:: Material to process
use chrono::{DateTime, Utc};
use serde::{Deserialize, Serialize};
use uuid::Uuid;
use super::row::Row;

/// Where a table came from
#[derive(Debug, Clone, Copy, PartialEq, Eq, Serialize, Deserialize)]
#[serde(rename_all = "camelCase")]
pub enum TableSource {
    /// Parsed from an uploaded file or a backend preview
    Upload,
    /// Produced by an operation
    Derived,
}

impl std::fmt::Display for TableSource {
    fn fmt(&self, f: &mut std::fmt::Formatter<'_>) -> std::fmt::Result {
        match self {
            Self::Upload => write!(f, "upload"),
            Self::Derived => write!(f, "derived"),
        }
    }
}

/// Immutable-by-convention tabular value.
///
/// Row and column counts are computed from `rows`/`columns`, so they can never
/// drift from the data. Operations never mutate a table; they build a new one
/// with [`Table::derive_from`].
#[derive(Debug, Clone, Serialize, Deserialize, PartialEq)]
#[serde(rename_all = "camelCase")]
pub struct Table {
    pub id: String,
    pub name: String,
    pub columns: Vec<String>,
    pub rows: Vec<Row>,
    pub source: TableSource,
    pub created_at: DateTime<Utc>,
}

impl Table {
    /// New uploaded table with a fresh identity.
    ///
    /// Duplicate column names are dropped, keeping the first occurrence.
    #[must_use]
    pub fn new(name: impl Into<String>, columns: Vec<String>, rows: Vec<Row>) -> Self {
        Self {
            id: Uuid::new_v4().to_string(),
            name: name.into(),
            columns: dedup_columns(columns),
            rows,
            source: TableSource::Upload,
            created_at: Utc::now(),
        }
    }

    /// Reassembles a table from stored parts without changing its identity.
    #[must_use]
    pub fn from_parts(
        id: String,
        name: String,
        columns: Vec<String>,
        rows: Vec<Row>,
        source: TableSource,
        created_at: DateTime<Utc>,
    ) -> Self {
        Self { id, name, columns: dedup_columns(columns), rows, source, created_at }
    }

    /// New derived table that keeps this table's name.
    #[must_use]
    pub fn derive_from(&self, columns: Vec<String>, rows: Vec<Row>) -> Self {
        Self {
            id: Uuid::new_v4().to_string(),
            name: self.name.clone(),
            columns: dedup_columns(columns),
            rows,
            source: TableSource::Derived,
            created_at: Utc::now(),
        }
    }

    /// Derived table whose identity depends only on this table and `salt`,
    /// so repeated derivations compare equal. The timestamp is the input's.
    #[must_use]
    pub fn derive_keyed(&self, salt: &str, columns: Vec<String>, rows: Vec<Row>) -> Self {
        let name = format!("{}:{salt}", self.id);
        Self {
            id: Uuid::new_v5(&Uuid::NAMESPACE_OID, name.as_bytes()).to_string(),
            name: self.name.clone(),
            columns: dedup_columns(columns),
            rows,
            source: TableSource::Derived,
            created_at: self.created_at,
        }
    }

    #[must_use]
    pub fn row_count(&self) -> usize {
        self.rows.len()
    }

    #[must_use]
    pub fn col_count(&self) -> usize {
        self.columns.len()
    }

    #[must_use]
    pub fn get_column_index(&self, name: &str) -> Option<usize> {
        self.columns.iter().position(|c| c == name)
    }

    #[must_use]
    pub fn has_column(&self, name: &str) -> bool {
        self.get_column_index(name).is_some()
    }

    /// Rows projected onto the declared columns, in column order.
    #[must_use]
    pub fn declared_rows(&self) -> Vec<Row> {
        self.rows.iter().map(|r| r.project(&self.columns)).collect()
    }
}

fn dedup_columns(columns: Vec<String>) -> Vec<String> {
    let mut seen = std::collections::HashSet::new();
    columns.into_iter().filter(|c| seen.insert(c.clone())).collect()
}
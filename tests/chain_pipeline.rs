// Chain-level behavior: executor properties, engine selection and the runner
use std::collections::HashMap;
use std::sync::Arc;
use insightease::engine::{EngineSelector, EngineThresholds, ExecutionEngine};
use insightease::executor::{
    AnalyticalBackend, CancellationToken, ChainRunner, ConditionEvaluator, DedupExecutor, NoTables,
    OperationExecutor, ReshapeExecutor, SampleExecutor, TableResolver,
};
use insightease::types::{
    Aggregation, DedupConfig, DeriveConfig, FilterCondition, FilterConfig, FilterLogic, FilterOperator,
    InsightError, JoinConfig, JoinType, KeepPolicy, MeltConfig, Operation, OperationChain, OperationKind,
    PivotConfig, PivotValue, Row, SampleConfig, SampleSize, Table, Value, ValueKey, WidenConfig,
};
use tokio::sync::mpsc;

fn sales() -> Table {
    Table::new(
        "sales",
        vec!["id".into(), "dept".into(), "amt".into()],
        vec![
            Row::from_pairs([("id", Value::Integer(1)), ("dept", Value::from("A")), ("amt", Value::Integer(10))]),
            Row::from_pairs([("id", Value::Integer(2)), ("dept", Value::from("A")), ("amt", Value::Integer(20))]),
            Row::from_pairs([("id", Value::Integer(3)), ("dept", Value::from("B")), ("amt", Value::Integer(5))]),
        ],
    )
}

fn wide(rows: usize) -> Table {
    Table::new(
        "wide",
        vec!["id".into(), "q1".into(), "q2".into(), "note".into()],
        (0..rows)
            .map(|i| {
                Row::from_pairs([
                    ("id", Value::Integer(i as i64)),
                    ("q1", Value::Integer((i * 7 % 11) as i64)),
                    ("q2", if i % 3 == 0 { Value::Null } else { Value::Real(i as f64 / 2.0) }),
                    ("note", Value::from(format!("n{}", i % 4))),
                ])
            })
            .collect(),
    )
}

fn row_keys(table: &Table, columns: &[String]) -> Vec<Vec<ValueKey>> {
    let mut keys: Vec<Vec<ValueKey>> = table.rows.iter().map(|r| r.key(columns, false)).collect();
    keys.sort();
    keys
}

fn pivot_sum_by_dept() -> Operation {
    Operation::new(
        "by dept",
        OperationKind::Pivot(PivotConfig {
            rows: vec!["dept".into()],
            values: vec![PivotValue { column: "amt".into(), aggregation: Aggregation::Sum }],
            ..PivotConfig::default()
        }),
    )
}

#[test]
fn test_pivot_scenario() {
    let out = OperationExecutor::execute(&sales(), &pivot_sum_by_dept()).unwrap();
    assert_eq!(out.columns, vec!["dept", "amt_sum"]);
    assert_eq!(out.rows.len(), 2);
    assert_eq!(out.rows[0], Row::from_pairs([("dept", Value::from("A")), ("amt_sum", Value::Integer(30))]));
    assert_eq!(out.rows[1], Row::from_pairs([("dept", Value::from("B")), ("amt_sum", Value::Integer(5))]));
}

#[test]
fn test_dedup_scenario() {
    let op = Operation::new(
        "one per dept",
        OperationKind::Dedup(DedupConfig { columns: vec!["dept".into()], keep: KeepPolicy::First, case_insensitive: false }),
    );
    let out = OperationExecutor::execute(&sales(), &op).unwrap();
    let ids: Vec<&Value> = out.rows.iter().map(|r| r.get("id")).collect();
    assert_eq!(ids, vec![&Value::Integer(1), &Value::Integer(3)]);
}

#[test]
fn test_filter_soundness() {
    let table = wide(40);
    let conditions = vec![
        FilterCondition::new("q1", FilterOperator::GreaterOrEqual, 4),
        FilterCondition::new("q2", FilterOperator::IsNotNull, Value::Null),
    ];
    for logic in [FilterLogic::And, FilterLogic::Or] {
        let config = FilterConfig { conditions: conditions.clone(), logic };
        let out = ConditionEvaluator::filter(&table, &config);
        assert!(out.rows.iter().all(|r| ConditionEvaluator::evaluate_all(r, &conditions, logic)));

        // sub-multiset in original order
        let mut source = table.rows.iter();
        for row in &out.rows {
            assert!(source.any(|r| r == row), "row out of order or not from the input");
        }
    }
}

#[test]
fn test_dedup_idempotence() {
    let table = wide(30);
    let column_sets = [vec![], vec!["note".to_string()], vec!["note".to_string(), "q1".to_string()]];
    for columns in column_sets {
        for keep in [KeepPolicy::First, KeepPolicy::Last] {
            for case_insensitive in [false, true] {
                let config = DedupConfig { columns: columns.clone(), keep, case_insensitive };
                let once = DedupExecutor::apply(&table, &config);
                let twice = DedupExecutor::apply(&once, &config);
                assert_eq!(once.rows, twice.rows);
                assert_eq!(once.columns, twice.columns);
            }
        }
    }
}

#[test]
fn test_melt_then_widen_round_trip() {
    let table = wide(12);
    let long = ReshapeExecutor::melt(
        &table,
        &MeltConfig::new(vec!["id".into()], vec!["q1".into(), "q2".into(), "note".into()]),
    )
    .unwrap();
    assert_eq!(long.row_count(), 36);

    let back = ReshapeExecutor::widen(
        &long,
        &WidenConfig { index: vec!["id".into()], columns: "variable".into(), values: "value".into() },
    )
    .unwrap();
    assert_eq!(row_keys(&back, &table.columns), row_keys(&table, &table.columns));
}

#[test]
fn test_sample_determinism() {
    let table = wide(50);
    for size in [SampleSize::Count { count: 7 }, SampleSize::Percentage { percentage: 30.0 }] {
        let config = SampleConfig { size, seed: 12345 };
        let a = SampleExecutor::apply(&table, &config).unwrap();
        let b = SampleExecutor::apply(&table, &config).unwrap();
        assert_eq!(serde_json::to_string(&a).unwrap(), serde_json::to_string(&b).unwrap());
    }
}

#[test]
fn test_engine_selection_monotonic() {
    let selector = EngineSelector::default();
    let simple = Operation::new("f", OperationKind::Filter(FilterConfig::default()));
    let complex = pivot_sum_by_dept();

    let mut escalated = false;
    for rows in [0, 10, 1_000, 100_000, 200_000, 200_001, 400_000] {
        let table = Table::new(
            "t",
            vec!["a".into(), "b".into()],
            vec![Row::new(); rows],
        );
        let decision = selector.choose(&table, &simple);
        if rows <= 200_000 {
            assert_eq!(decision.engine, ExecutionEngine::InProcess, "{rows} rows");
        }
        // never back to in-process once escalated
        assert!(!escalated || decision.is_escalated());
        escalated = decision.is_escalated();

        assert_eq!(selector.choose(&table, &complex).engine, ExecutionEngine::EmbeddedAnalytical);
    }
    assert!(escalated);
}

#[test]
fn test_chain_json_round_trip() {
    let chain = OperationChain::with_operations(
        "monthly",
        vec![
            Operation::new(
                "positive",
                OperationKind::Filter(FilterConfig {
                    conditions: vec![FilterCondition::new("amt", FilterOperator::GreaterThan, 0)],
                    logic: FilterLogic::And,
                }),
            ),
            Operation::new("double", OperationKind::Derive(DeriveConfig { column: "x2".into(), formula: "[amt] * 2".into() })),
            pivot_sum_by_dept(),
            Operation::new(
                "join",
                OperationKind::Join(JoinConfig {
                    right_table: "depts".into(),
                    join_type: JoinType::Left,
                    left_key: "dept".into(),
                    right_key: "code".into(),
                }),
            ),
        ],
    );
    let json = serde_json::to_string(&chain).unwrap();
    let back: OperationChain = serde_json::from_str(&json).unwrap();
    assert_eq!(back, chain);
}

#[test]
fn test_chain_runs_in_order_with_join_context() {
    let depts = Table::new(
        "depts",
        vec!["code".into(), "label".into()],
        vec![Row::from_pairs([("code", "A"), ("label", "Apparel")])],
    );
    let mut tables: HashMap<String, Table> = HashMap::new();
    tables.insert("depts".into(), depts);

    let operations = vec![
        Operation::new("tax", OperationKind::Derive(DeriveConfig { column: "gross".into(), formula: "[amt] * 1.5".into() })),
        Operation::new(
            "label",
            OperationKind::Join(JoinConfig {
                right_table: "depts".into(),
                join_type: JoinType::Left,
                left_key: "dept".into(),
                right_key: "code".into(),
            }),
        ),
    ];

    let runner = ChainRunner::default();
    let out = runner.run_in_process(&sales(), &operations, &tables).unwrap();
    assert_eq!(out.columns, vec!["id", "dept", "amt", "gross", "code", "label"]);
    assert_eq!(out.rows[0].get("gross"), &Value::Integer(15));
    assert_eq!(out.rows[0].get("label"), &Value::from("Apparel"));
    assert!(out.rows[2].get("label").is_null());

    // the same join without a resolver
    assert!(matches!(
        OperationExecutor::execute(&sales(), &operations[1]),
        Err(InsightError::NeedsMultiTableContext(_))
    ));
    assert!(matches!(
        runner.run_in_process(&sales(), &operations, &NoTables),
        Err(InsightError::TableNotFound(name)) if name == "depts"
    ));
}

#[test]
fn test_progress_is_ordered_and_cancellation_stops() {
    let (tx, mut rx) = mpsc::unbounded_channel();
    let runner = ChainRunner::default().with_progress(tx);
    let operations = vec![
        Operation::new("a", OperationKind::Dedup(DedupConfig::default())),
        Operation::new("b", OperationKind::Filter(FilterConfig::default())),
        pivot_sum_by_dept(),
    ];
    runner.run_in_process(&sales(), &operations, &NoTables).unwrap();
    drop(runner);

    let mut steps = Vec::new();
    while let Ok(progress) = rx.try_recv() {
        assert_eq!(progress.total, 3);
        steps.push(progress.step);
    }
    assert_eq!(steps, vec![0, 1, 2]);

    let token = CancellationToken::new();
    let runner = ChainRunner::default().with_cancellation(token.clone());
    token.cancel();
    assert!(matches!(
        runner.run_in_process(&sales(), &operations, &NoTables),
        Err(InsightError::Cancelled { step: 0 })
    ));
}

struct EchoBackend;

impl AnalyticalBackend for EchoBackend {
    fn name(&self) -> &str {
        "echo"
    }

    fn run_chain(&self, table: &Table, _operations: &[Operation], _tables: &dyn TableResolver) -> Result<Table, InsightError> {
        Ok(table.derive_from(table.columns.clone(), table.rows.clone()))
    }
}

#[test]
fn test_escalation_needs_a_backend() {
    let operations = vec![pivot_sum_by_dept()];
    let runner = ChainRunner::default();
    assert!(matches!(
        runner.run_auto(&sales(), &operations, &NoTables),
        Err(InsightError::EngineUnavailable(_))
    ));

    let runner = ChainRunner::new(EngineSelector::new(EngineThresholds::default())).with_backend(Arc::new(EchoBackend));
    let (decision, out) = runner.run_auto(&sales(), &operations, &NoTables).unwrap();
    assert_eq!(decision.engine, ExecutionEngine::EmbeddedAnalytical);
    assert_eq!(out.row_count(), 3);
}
::::
Work required: Return only the lines spanning from the first line of the material through the line with "by an operation", copied exactly, both ends kept.

Answer space:
use chrono::{DateTime, Utc};
use serde::{Deserialize, Serialize};
use uuid::Uuid;
use super::row::Row;

/// Where a table came from
#[derive(Debug, Clone, Copy, PartialEq, Eq, Serialize, Deserialize)]
#[serde(rename_all = "camelCase")]
pub enum TableSource {
    /// Parsed from an uploaded file or a backend preview
    Upload,
    /// Produced by an operation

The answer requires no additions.